Старуха вздрогнула и оглянулась на старый дом. Он перестоял все – когда все живое с ужасом ушло из этих мест – он стоит мрачный, облупившийся, с своими темно-бурыми кирпичными боками.

Стекол нет в окнах, сгнили рамы, и в обвалившихся покоях ходит ветер, срывая последние следы жизни…»

Так на скорбно звучащей ноте обрывается в ромапе мотив цветущего и нежданно оскверненного рая.

И вот здесь, когда у хозяйки Малиновки опускаются руки, когда начинает колебаться, казалось бы, навсегда отлаженная жизнь «на горе», здесь-то и заявляет о себе все лучшее, что есть в Борисе Райском. Ведь как-никак он в Малиновском мире не чужой, он – припомним – отчасти и «автор» этого мира.

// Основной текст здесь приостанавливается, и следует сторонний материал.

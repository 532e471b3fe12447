//! Data-connection transport.
//!
//! Grounded on `sorng-ftp::ftp::transfer` for the PASV/EPSV/
//! PORT/EPRT dance and TLS wrapping; extended with a MODE Z decorator
//! (`compress.rs`) and an explicit state machine with three distinguished
//! failure classes (no-data-timeout, connection-dropped, decompression-
//! error). Exactly one `DataConnection` is ever open per worker at a time
//! — enforced by the worker holding it as an owned local, never stashed
//! anywhere shared.

use crate::config::{DataChannelMode, TlsPolicy};
use crate::error::{EngineError, EngineResult};
use crate::protocol::FtpCodec;
use crate::tls;
use regex::Regex;
use std::net::{IpAddr, SocketAddr};
use std::time::Duration;
use tokio::io::{AsyncReadExt, AsyncWriteExt};
use tokio::net::{TcpListener, TcpStream};
use tokio::time::timeout;
use tokio_rustls::client::TlsStream;

/// State of a single data connection's lifecycle, mirrored in worker logs.
#[derive(Debug, Clone, Copy, PartialEq, Eq)]
pub enum DataConnState {
    Opening,
    Established,
    Transferring,
    Closed,
    Failed,
}

/// The three ways a data connection can go wrong mid-transfer that the
/// worker must distinguish to decide retry vs. abort.
#[derive(Debug, Clone, Copy, PartialEq, Eq)]
pub enum DataChannelFailure {
    /// No bytes arrived within `data_timeout`; server may be stalled.
    NoDataTimeout,
    /// The TCP connection was reset or closed before `226` arrived.
    ConnectionDropped,
    /// MODE Z stream was not valid deflate.
    DecompressionError,
}

impl From<DataChannelFailure> for EngineError {
    fn from(f: DataChannelFailure) -> Self {
        match f {
            DataChannelFailure::NoDataTimeout => EngineError::no_data_timeout("no data received within timeout"),
            DataChannelFailure::ConnectionDropped => EngineError::data_channel("data connection dropped"),
            DataChannelFailure::DecompressionError => EngineError::decompression_failed("MODE Z stream corrupt"),
        }
    }
}

enum RawStream {
    Plain(TcpStream),
    Tls(TlsStream<TcpStream>),
}

/// An established data connection, plain or TLS, optionally MODE Z framed.
pub struct DataConnection {
    stream: RawStream,
    pub state: DataConnState,
    use_mode_z: bool,
}

impl DataConnection {
    /// Read up to `buf.len()` raw (un-decompressed) bytes, applying
    /// `data_timeout` as the no-data watchdog.
    pub async fn read(&mut self, buf: &mut [u8], data_timeout: Duration) -> Result<usize, DataChannelFailure> {
        self.state = DataConnState::Transferring;
        let result = match &mut self.stream {
            RawStream::Plain(s) => timeout(data_timeout, s.read(buf)).await,
            RawStream::Tls(s) => timeout(data_timeout, s.read(buf)).await,
        };
        match result {
            Ok(Ok(n)) => Ok(n),
            Ok(Err(_)) => {
                self.state = DataConnState::Failed;
                Err(DataChannelFailure::ConnectionDropped)
            }
            Err(_) => {
                self.state = DataConnState::Failed;
                Err(DataChannelFailure::NoDataTimeout)
            }
        }
    }

    pub async fn write_all(&mut self, buf: &[u8], data_timeout: Duration) -> Result<(), DataChannelFailure> {
        self.state = DataConnState::Transferring;
        let result = match &mut self.stream {
            RawStream::Plain(s) => timeout(data_timeout, s.write_all(buf)).await,
            RawStream::Tls(s) => timeout(data_timeout, s.write_all(buf)).await,
        };
        match result {
            Ok(Ok(())) => Ok(()),
            Ok(Err(_)) => {
                self.state = DataConnState::Failed;
                Err(DataChannelFailure::ConnectionDropped)
            }
            Err(_) => {
                self.state = DataConnState::Failed;
                Err(DataChannelFailure::NoDataTimeout)
            }
        }
    }

    pub async fn shutdown(mut self) -> EngineResult<()> {
        let res = match &mut self.stream {
            RawStream::Plain(s) => s.shutdown().await,
            RawStream::Tls(s) => s.shutdown().await,
        };
        self.state = DataConnState::Closed;
        res.map_err(EngineError::from)
    }

    pub fn uses_mode_z(&self) -> bool {
        self.use_mode_z
    }
}

/// Open a data connection according to `mode`, wrapping in TLS if
/// `tls_policy` requires a protected data channel (`PROT P`).
pub async fn open_data_channel(
    control: &mut FtpCodec,
    mode: DataChannelMode,
    tls_policy: TlsPolicy,
    host: &str,
    accept_invalid_certs: bool,
    connect_timeout: Duration,
    active_bind: Option<&str>,
    use_mode_z: bool,
) -> EngineResult<DataConnection> {
    let tcp = match mode {
        DataChannelMode::Passive => open_pasv(control, host, connect_timeout).await?,
        DataChannelMode::ExtendedPassive => open_epsv(control, host, connect_timeout).await?,
        DataChannelMode::Active => open_port(control, active_bind, connect_timeout).await?,
        DataChannelMode::ExtendedActive => open_eprt(control, active_bind, connect_timeout).await?,
    };

    let stream = if tls_policy != TlsPolicy::None {
        let tls_stream = tls::wrap_data_stream(tcp, host, accept_invalid_certs).await?;
        RawStream::Tls(tls_stream)
    } else {
        RawStream::Plain(tcp)
    };

    Ok(DataConnection {
        stream,
        state: DataConnState::Established,
        use_mode_z,
    })
}

fn pasv_regex() -> Regex {
    Regex::new(r"\((\d+),(\d+),(\d+),(\d+),(\d+),(\d+)\)").unwrap()
}

fn epsv_regex() -> Regex {
    Regex::new(r"\|\|\|(\d+)\|").unwrap()
}

async fn open_pasv(control: &mut FtpCodec, fallback_host: &str, connect_timeout: Duration) -> EngineResult<TcpStream> {
    let resp = control.expect("PASV", 2).await?;
    let caps = pasv_regex()
        .captures(&resp.text())
        .ok_or_else(|| EngineError::data_channel("could not parse PASV reply"))?;
    let octets: Vec<u8> = (1..=4)
        .map(|i| caps[i].parse::<u8>().unwrap_or(0))
        .collect();
    let p1: u16 = caps[5].parse().unwrap_or(0);
    let p2: u16 = caps[6].parse().unwrap_or(0);
    let port = p1 * 256 + p2;
    let ip = IpAddr::from([octets[0], octets[1], octets[2], octets[3]]);
    let addr = SocketAddr::new(ip, port);
    let _ = fallback_host;
    timeout(connect_timeout, TcpStream::connect(addr))
        .await
        .map_err(|_| EngineError::timeout("PASV data connect timed out"))?
        .map_err(|e| EngineError::data_channel(format!("PASV data connect failed: {}", e)))
}

async fn open_epsv(control: &mut FtpCodec, host: &str, connect_timeout: Duration) -> EngineResult<TcpStream> {
    let resp = control.expect("EPSV", 2).await?;
    let caps = epsv_regex()
        .captures(&resp.text())
        .ok_or_else(|| EngineError::data_channel("could not parse EPSV reply"))?;
    let port: u16 = caps[1].parse().unwrap_or(0);
    let addr = format!("{}:{}", host, port);
    timeout(connect_timeout, TcpStream::connect(&addr))
        .await
        .map_err(|_| EngineError::timeout("EPSV data connect timed out"))?
        .map_err(|e| EngineError::data_channel(format!("EPSV data connect failed: {}", e)))
}

async fn open_port(control: &mut FtpCodec, bind: Option<&str>, accept_timeout: Duration) -> EngineResult<TcpStream> {
    let bind_addr = bind.unwrap_or("0.0.0.0:0");
    let listener = TcpListener::bind(bind_addr)
        .await
        .map_err(|e| EngineError::data_channel(format!("cannot bind PORT listener: {}", e)))?;
    let local = listener
        .local_addr()
        .map_err(|e| EngineError::data_channel(e.to_string()))?;

    let ip = match local.ip() {
        IpAddr::V4(v4) => v4.octets(),
        IpAddr::V6(_) => return Err(EngineError::data_channel("PORT requires an IPv4 bind address")),
    };
    let port = local.port();
    let p1 = port / 256;
    let p2 = port % 256;
    let cmd = format!(
        "PORT {},{},{},{},{},{}",
        ip[0], ip[1], ip[2], ip[3], p1, p2
    );
    control.expect_ok(&cmd).await?;

    let (stream, _peer) = timeout(accept_timeout, listener.accept())
        .await
        .map_err(|_| EngineError::timeout("PORT accept timed out"))?
        .map_err(|e| EngineError::data_channel(format!("PORT accept failed: {}", e)))?;
    Ok(stream)
}

async fn open_eprt(control: &mut FtpCodec, bind: Option<&str>, accept_timeout: Duration) -> EngineResult<TcpStream> {
    let bind_addr = bind.unwrap_or("0.0.0.0:0");
    let listener = TcpListener::bind(bind_addr)
        .await
        .map_err(|e| EngineError::data_channel(format!("cannot bind EPRT listener: {}", e)))?;
    let local = listener
        .local_addr()
        .map_err(|e| EngineError::data_channel(e.to_string()))?;

    let af = match local.ip() {
        IpAddr::V4(_) => 1,
        IpAddr::V6(_) => 2,
    };
    let cmd = format!("EPRT |{}|{}|{}|", af, local.ip(), local.port());
    control.expect_ok(&cmd).await?;

    let (stream, _peer) = timeout(accept_timeout, listener.accept())
        .await
        .map_err(|_| EngineError::timeout("EPRT accept timed out"))?
        .map_err(|e| EngineError::data_channel(format!("EPRT accept failed: {}", e)))?;
    Ok(stream)
}

#[cfg(test)]
mod tests {
    use super::*;

    #[test]
    fn pasv_reply_parses_octets_and_port() {
        let text = "227 Entering Passive Mode (192,168,1,5,195,80).";
        let caps = pasv_regex().captures(text).unwrap();
        assert_eq!(&caps[1], "192");
        assert_eq!(&caps[6], "80");
        let p1: u16 = caps[5].parse().unwrap();
        let p2: u16 = caps[6].parse().unwrap();
        assert_eq!(p1 * 256 + p2, 195 * 256 + 80);
    }

    #[test]
    fn epsv_reply_parses_port_only() {
        let text = "229 Entering Extended Passive Mode (|||6446|)";
        let caps = epsv_regex().captures(text).unwrap();
        assert_eq!(&caps[1], "6446");
    }
}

Прежде всего невооруженным глазом заметно, что в кульминационных главах романа резко выступает на первый план не только наблюдательная, но и связующая, так сказать, служебно-диспетчерская роль художника. Райский постоянно присутствует при главных событиях, то и дело в качестве своеобразного связного спешит с места на место, от одной героини к другой, наблюдает и передает сведения, сочувствует и помогает и, наконец, как никогда до этого, волнуется и сопереживает.

Вот лишь краткая выборка из текста романа, касающаяся его действий после «падения» Веры:

«Райский вполголоса сказал, что ему нужно поговорить с ней…» (бабушкой. – Ю. Л.).

«Райский начал свой рассказ, стараясь подойти к «беде» как можно мягче и осторожней».

«…из-за угла старался видеть, что делается с бабушкой. Он не спускал глаз с ее окон и дверей».

«Райский бросился украдкой за ней, прячась за деревья».

«Райский поспешил передать ей разговор с бабушкой…»

«Райский позвал доктора…»

«…беспрестанно ходил от Веры к Татьяне Марковне, от Татьяны Марковны к Вере».

«…бросился к Татьяне Марковне, передавая ей новые муки Веры».

И так далее…

Вера после «падения» вспоминает: «А Марк уверял, в Райский тоже(курсив наш. – Ю. Л.), что за этим… «Рубиконом» начнется другая, новая, лучшая жизнь! Да, новая, но какая «лучшая»!»

Выходит, что Райский не меньший виновник Вериного «Рубикона», чем «удав» Волохов? Но почему же тогда он так искренне сострадает кузине, бабушке? Что за двойственность такая: и подстрекатель, и заступник в одном лице?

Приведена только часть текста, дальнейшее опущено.